- Data records -
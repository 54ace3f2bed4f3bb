use std::fmt;
use std::str::FromStr;

use serde::{Deserialize, Serialize};

use super::deadline::DeadlineWindow;
use crate::error::SpecError;

/// Every filter dimension the engine understands.
///
/// `None` means the dimension imposes nothing. The struct is always complete:
/// JSON input fills unspecified keys with `None` and rejects unknown ones.
#[derive(Debug, Clone, Default, PartialEq, Serialize, Deserialize)]
#[serde(default, rename_all = "camelCase", deny_unknown_fields)]
pub struct FilterSpec {
    pub search: String,

    // Deadlines
    pub deadline_range: Option<DeadlineWindow>,
    #[serde(rename = "hasED1")]
    pub has_ed1: Option<bool>,
    #[serde(rename = "hasED2")]
    pub has_ed2: Option<bool>,
    #[serde(rename = "hasEA1")]
    pub has_ea1: Option<bool>,
    #[serde(rename = "hasEA2")]
    pub has_ea2: Option<bool>,

    // Admissions and selectivity
    pub acceptance_rate_min: Option<f64>,
    pub acceptance_rate_max: Option<f64>,
    pub sat_score_min: Option<f64>,
    pub sat_score_max: Option<f64>,
    pub act_score_min: Option<f64>,
    pub act_score_max: Option<f64>,
    pub test_optional: Option<bool>,
    pub demonstrated_interest: Option<Vec<InterestLevel>>,

    // Financials
    pub cost_of_attendance_max: Option<f64>,
    pub percent_need_met_min: Option<f64>,
    pub avg_merit_award_min: Option<f64>,
    pub percent_merit_aid_min: Option<f64>,
    #[serde(rename = "netROIMin")]
    pub net_roi_min: Option<f64>,
    pub median_earnings_10_years_min: Option<f64>,

    // Location
    pub state: Option<String>,
    pub sunny_days_min: Option<f64>,
    pub precipitation_days_max: Option<f64>,
    pub jan_temp_min: Option<f64>,

    // Student body
    pub enrollment_min: Option<f64>,
    pub enrollment_max: Option<f64>,
    pub percent_international_min: Option<f64>,

    // Outcomes
    pub graduation_rate_4_year_min: Option<f64>,
    pub freshman_retention_min: Option<f64>,

    // Campus life
    pub housing_requirement: Option<HousingRequirement>,
    pub percent_on_campus_min: Option<f64>,

    // Quick toggles
    pub aid_available: Option<bool>,
    pub free_application: Option<bool>,
    pub no_essays: Option<bool>,
}

impl FilterSpec {
    /// Same search text, every other dimension cleared.
    pub fn clear_filters(&self) -> FilterSpec {
        FilterSpec {
            search: self.search.clone(),
            ..Default::default()
        }
    }

    /// Turn a quick filter on, or off again if it is already on.
    pub fn toggle_quick(&mut self, quick: QuickFilter) {
        match quick {
            QuickFilter::Free => toggle(&mut self.free_application, true),
            QuickFilter::NoEssays => toggle(&mut self.no_essays, true),
            QuickFilter::Aid => toggle(&mut self.aid_available, true),
            QuickFilter::Ed2 => toggle(&mut self.has_ed2, true),
            QuickFilter::International => {
                toggle(&mut self.percent_international_min, INTERNATIONAL_FRIENDLY_MIN)
            }
        }
    }

    pub fn with_quick(mut self, quick: QuickFilter) -> Self {
        if !quick.is_on(&self) {
            self.toggle_quick(quick);
        }
        self
    }
}

fn toggle<T>(slot: &mut Option<T>, on: T) {
    *slot = match slot.take() {
        Some(_) => None,
        None => Some(on),
    };
}

/// Minimum international share for the "international friendly" preset.
pub const INTERNATIONAL_FRIENDLY_MIN: f64 = 5.0;

/// One-tap presets from the filter bar.
#[derive(Debug, Clone, Copy, PartialEq, Eq)]
pub enum QuickFilter {
    Free,
    NoEssays,
    Aid,
    Ed2,
    International,
}

impl QuickFilter {
    pub fn is_on(&self, spec: &FilterSpec) -> bool {
        match self {
            QuickFilter::Free => spec.free_application == Some(true),
            QuickFilter::NoEssays => spec.no_essays == Some(true),
            QuickFilter::Aid => spec.aid_available == Some(true),
            QuickFilter::Ed2 => spec.has_ed2 == Some(true),
            QuickFilter::International => spec.percent_international_min.is_some_and(|v| v > 0.0),
        }
    }
}

impl FromStr for QuickFilter {
    type Err = SpecError;

    fn from_str(s: &str) -> Result<Self, Self::Err> {
        match s.trim().to_lowercase().as_str() {
            "free" => Ok(QuickFilter::Free),
            "noessays" => Ok(QuickFilter::NoEssays),
            "aid" => Ok(QuickFilter::Aid),
            "ed2" => Ok(QuickFilter::Ed2),
            "intl" => Ok(QuickFilter::International),
            _ => Err(SpecError::UnknownQuickFilter(s.to_string())),
        }
    }
}

#[derive(Debug, Clone, Copy, PartialEq, Eq, Hash, Serialize, Deserialize)]
pub enum InterestLevel {
    #[serde(rename = "Very Important")]
    VeryImportant,
    #[serde(rename = "Important")]
    Important,
    #[serde(rename = "Considered")]
    Considered,
    #[serde(rename = "Not Considered")]
    NotConsidered,
}

impl InterestLevel {
    pub const ALL: [InterestLevel; 4] = [
        InterestLevel::VeryImportant,
        InterestLevel::Important,
        InterestLevel::Considered,
        InterestLevel::NotConsidered,
    ];

    pub fn label(&self) -> &'static str {
        match self {
            InterestLevel::VeryImportant => "Very Important",
            InterestLevel::Important => "Important",
            InterestLevel::Considered => "Considered",
            InterestLevel::NotConsidered => "Not Considered",
        }
    }
}

impl fmt::Display for InterestLevel {
    fn fmt(&self, f: &mut fmt::Formatter<'_>) -> fmt::Result {
        f.write_str(self.label())
    }
}

impl FromStr for InterestLevel {
    type Err = SpecError;

    fn from_str(s: &str) -> Result<Self, Self::Err> {
        InterestLevel::ALL
            .into_iter()
            .find(|l| l.label().eq_ignore_ascii_case(s.trim()))
            .ok_or_else(|| SpecError::UnknownInterestLevel(s.to_string()))
    }
}

#[derive(Debug, Clone, Copy, PartialEq, Eq, Hash, Serialize, Deserialize)]
pub enum HousingRequirement {
    #[serde(rename = "Through Freshman Year")]
    FreshmanYear,
    #[serde(rename = "Through Sophomore Year")]
    SophomoreYear,
    #[serde(rename = "Through Junior Year")]
    JuniorYear,
    #[serde(rename = "Through Senior Year")]
    SeniorYear,
}

impl HousingRequirement {
    pub const ALL: [HousingRequirement; 4] = [
        HousingRequirement::FreshmanYear,
        HousingRequirement::SophomoreYear,
        HousingRequirement::JuniorYear,
        HousingRequirement::SeniorYear,
    ];

    pub fn label(&self) -> &'static str {
        match self {
            HousingRequirement::FreshmanYear => "Through Freshman Year",
            HousingRequirement::SophomoreYear => "Through Sophomore Year",
            HousingRequirement::JuniorYear => "Through Junior Year",
            HousingRequirement::SeniorYear => "Through Senior Year",
        }
    }
}

impl fmt::Display for HousingRequirement {
    fn fmt(&self, f: &mut fmt::Formatter<'_>) -> fmt::Result {
        f.write_str(self.label())
    }
}

impl FromStr for HousingRequirement {
    type Err = SpecError;

    fn from_str(s: &str) -> Result<Self, Self::Err> {
        HousingRequirement::ALL
            .into_iter()
            .find(|h| h.label().eq_ignore_ascii_case(s.trim()))
            .ok_or_else(|| SpecError::UnknownHousingRequirement(s.to_string()))
    }
}

// ── Tests ──

#[cfg(test)]
mod tests {
    use super::*;

    #[test]
    fn empty_json_is_fully_defined_default() {
        let spec: FilterSpec = serde_json::from_str("{}").unwrap();
        assert_eq!(spec, FilterSpec::default());
    }

    #[test]
    fn json_keys_are_camel_case() {
        let spec: FilterSpec = serde_json::from_str(
            r#"{
                "search": "tech",
                "deadlineRange": "Jan 1 – Jan 5",
                "hasED2": true,
                "costOfAttendanceMax": 50000,
                "netROIMin": 100000,
                "graduationRate4YearMin": 70,
                "demonstratedInterest": ["Considered", "Not Considered"],
                "housingRequirement": "Through Junior Year",
                "freeApplication": null
            }"#,
        )
        .unwrap();
        assert_eq!(spec.search, "tech");
        assert_eq!(spec.deadline_range, Some(DeadlineWindow::Jan1To5));
        assert_eq!(spec.has_ed2, Some(true));
        assert_eq!(spec.cost_of_attendance_max, Some(50_000.0));
        assert_eq!(spec.net_roi_min, Some(100_000.0));
        assert_eq!(spec.graduation_rate_4_year_min, Some(70.0));
        assert_eq!(
            spec.demonstrated_interest,
            Some(vec![InterestLevel::Considered, InterestLevel::NotConsidered])
        );
        assert_eq!(spec.housing_requirement, Some(HousingRequirement::JuniorYear));
        assert_eq!(spec.free_application, None);
    }

    #[test]
    fn unknown_keys_and_labels_rejected() {
        assert!(serde_json::from_str::<FilterSpec>(r#"{"costMax": 1}"#).is_err());
        assert!(serde_json::from_str::<FilterSpec>(r#"{"deadlineRange": "Mar 1 – Mar 9"}"#).is_err());
        assert!(serde_json::from_str::<FilterSpec>(r#"{"housingRequirement": "Forever"}"#).is_err());
    }

    #[test]
    fn quick_filters_toggle() {
        let mut spec = FilterSpec::default();
        spec.toggle_quick(QuickFilter::International);
        assert_eq!(spec.percent_international_min, Some(5.0));
        spec.toggle_quick(QuickFilter::International);
        assert_eq!(spec.percent_international_min, None);

        let spec = FilterSpec::default().with_quick(QuickFilter::Ed2).with_quick(QuickFilter::Ed2);
        assert_eq!(spec.has_ed2, Some(true));
    }

    #[test]
    fn quick_filter_names() {
        assert_eq!("noessays".parse::<QuickFilter>(), Ok(QuickFilter::NoEssays));
        assert_eq!("INTL".parse::<QuickFilter>(), Ok(QuickFilter::International));
        assert!("cheap".parse::<QuickFilter>().is_err());
    }

    #[test]
    fn clear_keeps_search() {
        let spec = FilterSpec {
            search: "boston".into(),
            state: Some("MA".into()),
            no_essays: Some(true),
            ..Default::default()
        };
        let cleared = spec.clear_filters();
        assert_eq!(cleared.search, "boston");
        assert_eq!(cleared.state, None);
        assert_eq!(cleared.no_essays, None);
    }

    #[test]
    fn labels_parse_case_insensitively() {
        assert_eq!("very important".parse::<InterestLevel>(), Ok(InterestLevel::VeryImportant));
        assert_eq!(
            "through senior year".parse::<HousingRequirement>(),
            Ok(HousingRequirement::SeniorYear)
        );
    }
}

- Activity -
Your answer must be the lines above, unchanged, from the first one through the line that holds "rejects unknown ones.", inclusive, and no others.

- Result -
repository 54ace3f2bed4f3bb
use std::fmt;
use std::str::FromStr;

use serde::{Deserialize, Serialize};

use super::deadline::DeadlineWindow;
use crate::error::SpecError;

/// Every filter dimension the engine understands.
///
/// `None` means the dimension imposes nothing. The struct is always complete:
/// JSON input fills unspecified keys with `None` and rejects unknown ones.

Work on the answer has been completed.